Task instructions — Report every line of the material that contains the string "requested".
START Input for this task
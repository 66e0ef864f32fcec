//! # Handlers and Parameters
//!
//! Any async function of up to eight deserializable arguments whose future
//! resolves to `Result<R, E>` is a handler. The error type is open: anything
//! convertible into `anyhow::Error` works, and an `ErrorObject` travels back
//! to the caller unchanged.
//!
//! The same arity macro produces the outbound side: tuples of serializable
//! values are `Params`, and tuples of wire types are `Arguments` with a
//! signature the client can record.

use std::future::Future;
use std::sync::Arc;

use futures::future::BoxFuture;
use serde::Serialize;

use duowire::CodecError;
use duowire::Deferred;
use duowire::ErrorCode;
use duowire::ErrorObject;
use duowire::Format;
use duowire::WireType;

use crate::error::Error;
use crate::methods::Signature;
use crate::methods::TypeInfo;

/// Why incoming parameters could not be bound.
#[derive(Debug)]
pub enum ParamError {
    Count { expected: usize, found: usize },
    Decode { position: usize, source: CodecError },
}

impl std::fmt::Display for ParamError {
    fn fmt(&self, f: &mut std::fmt::Formatter<'_>) -> std::fmt::Result {
        match self {
            Self::Count { expected, found } => {
                write!(f, "expected {} params, found {}", expected, found)
            }
            Self::Decode { position, source } => write!(f, "param {}: {}", position, source),
        }
    }
}

impl std::error::Error for ParamError {}

/// A callable that can be bound to a method name.
pub trait Handler<Args>: Clone + Send + Sync + 'static {
    type Output: WireType;

    fn signature() -> Signature;

    /// Make every parameter and result type known to the format.
    fn register_types<F: Format>(format: &F) -> Result<(), CodecError>;

    /// Bind the parameters and produce the call. The handler body runs only
    /// when the returned future is polled.
    fn invoke<F: Format>(
        &self,
        params: &[Deferred<F>],
    ) -> Result<BoxFuture<'static, anyhow::Result<Self::Output>>, ParamError>;
}

/// Values that can be sent as call parameters.
pub trait Params {
    fn encode<F: Format>(self, format: &Arc<F>) -> Result<Vec<Deferred<F>>, CodecError>;
}

/// Parameter tuples whose types can be recorded and registered.
pub trait Arguments: Params + Send + 'static {
    fn types() -> Vec<TypeInfo>;

    fn register_types<F: Format>(format: &F) -> Result<(), CodecError>;
}

impl<T: Serialize> Params for Vec<T> {
    fn encode<F: Format>(self, format: &Arc<F>) -> Result<Vec<Deferred<F>>, CodecError> {
        self.iter().map(|value| Deferred::encode(format, value)).collect()
    }
}

fn decode_param<F: Format, T: WireType>(
    params: &[Deferred<F>],
    position: &mut usize,
) -> Result<T, ParamError> {
    let index = *position;
    *position += 1;

    let found = params.len();
    let param = params.get(index).ok_or(ParamError::Count { expected: index + 1, found })?;
    param.decode::<T>().map_err(|source| ParamError::Decode { position: index, source })
}

macro_rules! replace_one {
    ($t:ident) => {
        1
    };
}

macro_rules! impl_arity {
    ($($ty:ident),*) => {
        #[allow(non_snake_case, unused_variables, unused_mut)]
        impl<Func, Fut, Res, E, $($ty,)*> Handler<($($ty,)*)> for Func
        where
            Func: Fn($($ty),*) -> Fut + Clone + Send + Sync + 'static,
            Fut: Future<Output = Result<Res, E>> + Send + 'static,
            Res: WireType,
            E: Into<anyhow::Error> + 'static,
            $($ty: WireType,)*
        {
            type Output = Res;

            fn signature() -> Signature {
                Signature::new(vec![$(TypeInfo::of::<$ty>()),*], TypeInfo::result::<Res>())
            }

            fn register_types<F: Format>(format: &F) -> Result<(), CodecError> {
                $(format.register_type::<$ty>()?;)*
                format.register_type::<Res>()
            }

            fn invoke<F: Format>(
                &self,
                params: &[Deferred<F>],
            ) -> Result<BoxFuture<'static, anyhow::Result<Res>>, ParamError> {
                const ARITY: usize = 0 $(+ replace_one!($ty))*;
                if params.len() != ARITY {
                    return Err(ParamError::Count { expected: ARITY, found: params.len() });
                }

                let mut position = 0;
                $(let $ty = decode_param::<F, $ty>(params, &mut position)?;)*

                let func = self.clone();
                Ok(Box::pin(async move { func($($ty),*).await.map_err(Into::into) }))
            }
        }

        #[allow(non_snake_case, unused_variables)]
        impl<$($ty,)*> Params for ($($ty,)*)
        where
            $($ty: Serialize,)*
        {
            fn encode<F: Format>(self, format: &Arc<F>) -> Result<Vec<Deferred<F>>, CodecError> {
                let ($($ty,)*) = self;
                Ok(vec![$(Deferred::encode(format, &$ty)?),*])
            }
        }

        #[allow(unused_variables)]
        impl<$($ty,)*> Arguments for ($($ty,)*)
        where
            $($ty: WireType,)*
        {
            fn types() -> Vec<TypeInfo> {
                vec![$(TypeInfo::of::<$ty>()),*]
            }

            fn register_types<F: Format>(format: &F) -> Result<(), CodecError> {
                $(format.register_type::<$ty>()?;)*
                Ok(())
            }
        }
    };
}

impl_arity!();
impl_arity!(A1);
impl_arity!(A1, A2);
impl_arity!(A1, A2, A3);
impl_arity!(A1, A2, A3, A4);
impl_arity!(A1, A2, A3, A4, A5);
impl_arity!(A1, A2, A3, A4, A5, A6);
impl_arity!(A1, A2, A3, A4, A5, A6, A7);
impl_arity!(A1, A2, A3, A4, A5, A6, A7, A8);

/// Turn a handler failure into the error sent back to the caller.
pub(crate) fn classify(err: anyhow::Error) -> ErrorObject {
    if let Some(obj) = err.downcast_ref::<ErrorObject>() {
        return obj.clone();
    }
    if let Some(Error::Rpc(obj)) = err.downcast_ref::<Error>() {
        return obj.clone();
    }
    ErrorObject::with_message(ErrorCode::FunctionError, format!("{:#}", err))
}

type Invocation<F> = BoxFuture<'static, Result<Deferred<F>, ErrorObject>>;

type Invoke<F> = dyn Fn(&[Deferred<F>]) -> Result<Invocation<F>, ParamError> + Send + Sync;

/// A handler with its types erased, ready to be stored in a method table.
pub struct Binding<F> {
    signature: Signature,
    invoke: Box<Invoke<F>>,
}

impl<F: Format> Binding<F> {
    pub fn new<H, Args>(handler: H, format: Arc<F>) -> Self
    where
        H: Handler<Args>,
    {
        let invoke = move |params: &[Deferred<F>]| -> Result<Invocation<F>, ParamError> {
            let call = handler.invoke(params)?;
            let format = format.clone();
            Ok(Box::pin(async move {
                match call.await {
                    Ok(output) => Deferred::encode(&format, &output).map_err(|e| {
                        ErrorObject::with_message(
                            ErrorCode::InternalError,
                            format!("cannot encode result: {}", e),
                        )
                    }),
                    Err(err) => Err(classify(err)),
                }
            }))
        };

        Self { signature: H::signature(), invoke: Box::new(invoke) }
    }

    pub fn signature(&self) -> &Signature {
        &self.signature
    }

    pub(crate) fn invoke(&self, params: &[Deferred<F>]) -> Result<Invocation<F>, ParamError> {
        (self.invoke)(params)
    }
}

impl<F> std::fmt::Debug for Binding<F> {
    fn fmt(&self, f: &mut std::fmt::Formatter<'_>) -> std::fmt::Result {
        write!(f, "Binding({})", self.signature)
    }
}
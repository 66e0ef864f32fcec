//! # Error Definitions
//!
//! Two families live here:
//!
//! - `ErrorObject` is the structured error carried inside a response frame.
//!   It is the only error that ever crosses the wire.
//! - `CodecError` is a local failure of the codec itself: I/O, malformed
//!   frames, missing type registrations.

use serde::Deserialize;
use serde::Serialize;

/// Reserved wire error codes.
#[derive(Debug, Clone, Copy, PartialEq, Eq, Hash)]
pub enum ErrorCode {
    /// The frame or a value inside it could not be decoded.
    ParseError,
    /// The frame is structurally invalid.
    InvalidRequest,
    /// No binding exists for the requested method.
    MethodNotFound,
    /// Parameter count or types did not match the binding.
    InvalidParams,
    /// The runtime itself failed while serving the call.
    InternalError,
    /// The handler returned an error or panicked.
    FunctionError,
}

impl ErrorCode {
    pub const fn code(self) -> i32 {
        match self {
            Self::ParseError => -32700,
            Self::InvalidRequest => -32600,
            Self::MethodNotFound => -32601,
            Self::InvalidParams => -32602,
            Self::InternalError => -32603,
            Self::FunctionError => -32604,
        }
    }

    pub const fn from_code(code: i32) -> Option<Self> {
        match code {
            -32700 => Some(Self::ParseError),
            -32600 => Some(Self::InvalidRequest),
            -32601 => Some(Self::MethodNotFound),
            -32602 => Some(Self::InvalidParams),
            -32603 => Some(Self::InternalError),
            -32604 => Some(Self::FunctionError),
            _ => None,
        }
    }

    /// The canonical message sent with this code.
    pub const fn message(self) -> &'static str {
        match self {
            Self::ParseError => "parse error",
            Self::InvalidRequest => "invalid request",
            Self::MethodNotFound => "method not found",
            Self::InvalidParams => "invalid params",
            Self::InternalError => "internal error",
            Self::FunctionError => "function error",
        }
    }
}

/// Structured error transmitted in a response frame.
#[derive(Debug, Clone, PartialEq, Eq, Serialize, Deserialize)]
pub struct ErrorObject {
    pub code: i32,
    pub message: String,
}

impl ErrorObject {
    pub fn new(code: i32, message: impl Into<String>) -> Self {
        Self { code, message: message.into() }
    }

    /// An error with a reserved code and a custom message.
    pub fn with_message(code: ErrorCode, message: impl Into<String>) -> Self {
        Self::new(code.code(), message)
    }

    /// The reserved code this error carries, if any.
    pub fn kind(&self) -> Option<ErrorCode> {
        ErrorCode::from_code(self.code)
    }

    pub fn is(&self, code: ErrorCode) -> bool {
        self.code == code.code()
    }
}

impl From<ErrorCode> for ErrorObject {
    fn from(code: ErrorCode) -> Self {
        Self::new(code.code(), code.message())
    }
}

impl std::fmt::Display for ErrorObject {
    fn fmt(&self, f: &mut std::fmt::Formatter<'_>) -> std::fmt::Result {
        write!(f, "{} (code {})", self.message, self.code)
    }
}

impl std::error::Error for ErrorObject {}

/// Local failures of the codec.
#[derive(Debug)]
pub enum CodecError {
    /// The underlying connection failed.
    Io(std::io::Error),
    /// The self-describing format rejected a value or frame.
    Json(serde_json::Error),
    /// The schema-registered format could not encode a value.
    Encode(String),
    /// The schema-registered format could not decode a value.
    Decode(String),
    /// A decoded value did not consume its whole buffer.
    TrailingBytes(usize),
    /// A polymorphic value names a type that is not registered.
    Unregistered(String),
    /// A registration collides with an existing one.
    RegistrationConflict { name: String, existing: String },
    /// A polymorphic value holds a different type than requested.
    TypeMismatch { expected: String, found: String },
    /// A frame exceeds the configured limit.
    FrameTooLarge { len: usize, max: usize },
    /// The frame is structurally invalid.
    Malformed(String),
    /// The codec was closed or the peer hung up.
    Closed,
}

impl CodecError {
    /// The wire error describing this failure when it stems from bad input.
    pub fn to_error_object(&self) -> ErrorObject {
        ErrorObject::with_message(ErrorCode::ParseError, self.to_string())
    }
}

impl std::fmt::Display for CodecError {
    fn fmt(&self, f: &mut std::fmt::Formatter<'_>) -> std::fmt::Result {
        match self {
            Self::Io(e) => write!(f, "I/O error: {}", e),
            Self::Json(e) => write!(f, "JSON error: {}", e),
            Self::Encode(msg) => write!(f, "Encode error: {}", msg),
            Self::Decode(msg) => write!(f, "Decode error: {}", msg),
            Self::TrailingBytes(n) => write!(f, "{} trailing bytes after value", n),
            Self::Unregistered(name) => write!(f, "Type `{}` is not registered", name),
            Self::RegistrationConflict { name, existing } => {
                write!(f, "Cannot register `{}`: name is taken by `{}`", name, existing)
            }
            Self::TypeMismatch { expected, found } => {
                write!(f, "Type mismatch: expected `{}`, found `{}`", expected, found)
            }
            Self::FrameTooLarge { len, max } => {
                write!(f, "Frame of {} bytes exceeds limit of {}", len, max)
            }
            Self::Malformed(msg) => write!(f, "Malformed frame: {}", msg),
            Self::Closed => write!(f, "Codec closed"),
        }
    }
}

impl std::error::Error for CodecError {
    fn source(&self) -> Option<&(dyn std::error::Error + 'static)> {
        match self {
            Self::Io(e) => Some(e),
            Self::Json(e) => Some(e),
            _ => None,
        }
    }
}

impl From<std::io::Error> for CodecError {
    fn from(e: std::io::Error) -> Self {
        Self::Io(e)
    }
}

impl From<serde_json::Error> for CodecError {
    fn from(e: serde_json::Error) -> Self {
        Self::Json(e)
    }
}

/// A specialized Result type for codec operations.
pub type Result<T> = std::result::Result<T, CodecError>;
END Input for this task
Exercise answer —
    /// No binding exists for the requested method.
    /// A polymorphic value holds a different type than requested.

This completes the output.